Helpful tips and strategies
1. To avoid a breakdown in the process, it is important to create and maintain a sense of safety and trust. This can be stimulated by:
- Creating a set of ground rules everyone has to adhere by (see also Tool 9, ‘Ground Rules’);
- Agreeing before-hand on a specific ground rule for decision-making, for example majority voting (see also Tool 52 ‘Set Decision Rules’);
- Carefully framing the decision-making process, thus avoiding a sense of winning/losing;
- Carefully managing external communications (agree on what can be shared with media organisations).

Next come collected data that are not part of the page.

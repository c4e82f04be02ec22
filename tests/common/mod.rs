// ABOUTME: Common utilities and helpers for integration tests
// ABOUTME: Provides sample models, invoice fixtures and temporary template directories

#![allow(dead_code)]

use serde_json::json;
use std::path::{Path, PathBuf};
use std::sync::Arc;
use tempfile::TempDir;
use tokio::fs;

use stencil::template::{Model, Scope, Value};

#[derive(Debug)]
pub struct Address {
    pub street: String,
    pub city: String,
}

impl Model for Address {
    fn class_name(&self) -> &str {
        "Address"
    }

    fn attribute(&self, name: &str) -> Option<Value> {
        match name {
            "street" => Some(Value::from(self.street.as_str())),
            "city" => Some(Value::from(self.city.as_str())),
            _ => None,
        }
    }
}

#[derive(Debug)]
pub struct Customer {
    pub id: i64,
    pub name: String,
    pub email: String,
    pub address: Arc<Address>,
    pub datetime_created: String,
}

impl Model for Customer {
    fn class_name(&self) -> &str {
        "Customer"
    }

    fn attribute(&self, name: &str) -> Option<Value> {
        match name {
            "id" => Some(Value::from(self.id)),
            "name" => Some(Value::from(self.name.as_str())),
            "email" => Some(Value::from(self.email.as_str())),
            "address" => Some(Value::Model(self.address.clone())),
            "datetime_created" => Some(Value::from(self.datetime_created.as_str())),
            _ => None,
        }
    }
}

/// 2023-08-20 14:05:09 UTC
pub const CREATED_AT: &str = "2023-08-20 14:05:09";

pub fn customer() -> Arc<Customer> {
    customer_named("John Doe")
}

pub fn customer_named(name: &str) -> Arc<Customer> {
    Arc::new(Customer {
        id: 123,
        name: name.to_string(),
        email: "john@doe.com".to_string(),
        address: Arc::new(Address {
            street: "Main Street 12".to_string(),
            city: "Springfield".to_string(),
        }),
        datetime_created: CREATED_AT.to_string(),
    })
}

/// Scope with an unnamed customer model bound as `customer`
pub fn customer_scope() -> Scope {
    Scope::new().with_model(customer())
}

/// Four invoice items whose VAT-inclusive subtotals add up to 40
pub fn invoice_scope() -> Scope {
    let mut scope = Scope::from_json(json!({
        "items": [
            {"description": "Item one", "qty": 1, "priceNetto": 1, "vatPerc": 10},
            {"description": "Item two", "qty": 2, "priceNetto": 2, "vatPerc": 20},
            {"description": "Item three", "qty": 3, "priceNetto": 3, "vatPerc": 30},
            {"description": "Item four", "qty": 4, "priceNetto": 4, "vatPerc": 40}
        ],
        "var_symbol": "0012345678",
        "supplier.name": "My Supplier, Ltd."
    }));
    scope.insert_model(customer());
    scope
}

pub const INVOICE_TEMPLATE: &str = r#"<h2>Invoice items for customer #{{customer.id}} on {{ today }}</h2>
<table>
{{ SET total = 0 }}
{{ SET subtotal = 0 }}
{{for item in items}}
    {{ SET subtotal = item.qty * item.priceNetto * (100 + item.vatPerc) / 100 }}
    {{ if loop.first }}
        {{ SET note = "FIRST LOOP" }}
    {{ elseif loop.last }}
        {{ SET note = "LAST LOOP" }}
    {{ elseif loop.index > 1 }}
        {{ SET note = "NOT FIRST NOR LAST LOOP" }}
    {{ endif }}
    <tr>
        <td> #{{ loop.index }} - {{ note }}</td>
        <td> {{ item.description }} </td>
        <td> {{ item.priceNetto | round(2) }} </td>
        <td> {{ subtotal | round(2) }} &euro; </td>
    </tr>
    {{ SET total = total + subtotal }}
{{ elsefor }}
    <tr><td> EMPTY ITEMS! </td></tr>
{{ endfor }}
</table>
{{ if total > 0 }}
<p>Amount due: <b> {{ total | round(2) }} Eur </b></p>
{{ else }}
<p>DO NOT PAY!</p>
{{ endif }}
{{ if var_symbol }} Invoice VS: {{ var_symbol }} {{ endif }}"#;

pub struct TestEnvironment {
    temp_dir: TempDir,
}

impl TestEnvironment {
    pub fn new() -> Self {
        Self {
            temp_dir: TempDir::new().expect("Failed to create temp directory"),
        }
    }

    pub fn path(&self) -> &Path {
        self.temp_dir.path()
    }

    pub fn output_file(&self, name: &str) -> PathBuf {
        self.temp_dir.path().join(format!("{}.out", name))
    }

    pub async fn write_file(&self, name: &str, contents: &str) -> PathBuf {
        let path = self.temp_dir.path().join(name);
        if let Some(parent) = path.parent() {
            fs::create_dir_all(parent)
                .await
                .expect("Failed to create template directory");
        }
        fs::write(&path, contents)
            .await
            .expect("Failed to write test file");
        path
    }
}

2. To keep the possibility of consensus alive in the light of disagreement, inquiring into the nature of the disagreement is helpful. A useful tool for this is ‘Gradients of agreements’, developed by Sam Kaner (2014). For a description of the tool click here. Additionally, it is useful to raise the question of whether complete consensus on every item is actually needed.
3. Whenever participants’ actions seem deliberately intended to stall or manipulate the decision-making process, it is helpful to avoid negative labelling and instead inquire into the reasons for these actions.
4. It is important to pay attention to the connection between advances in the dialogue group and the constituencies that the participants represent, for example through a communication strategy.
5. The facilitator or project team should remain alert when the direction or scope of the dialogue requires other actors to be included in the process, in order to avoid decisions being taken that exceed the group’s mandate.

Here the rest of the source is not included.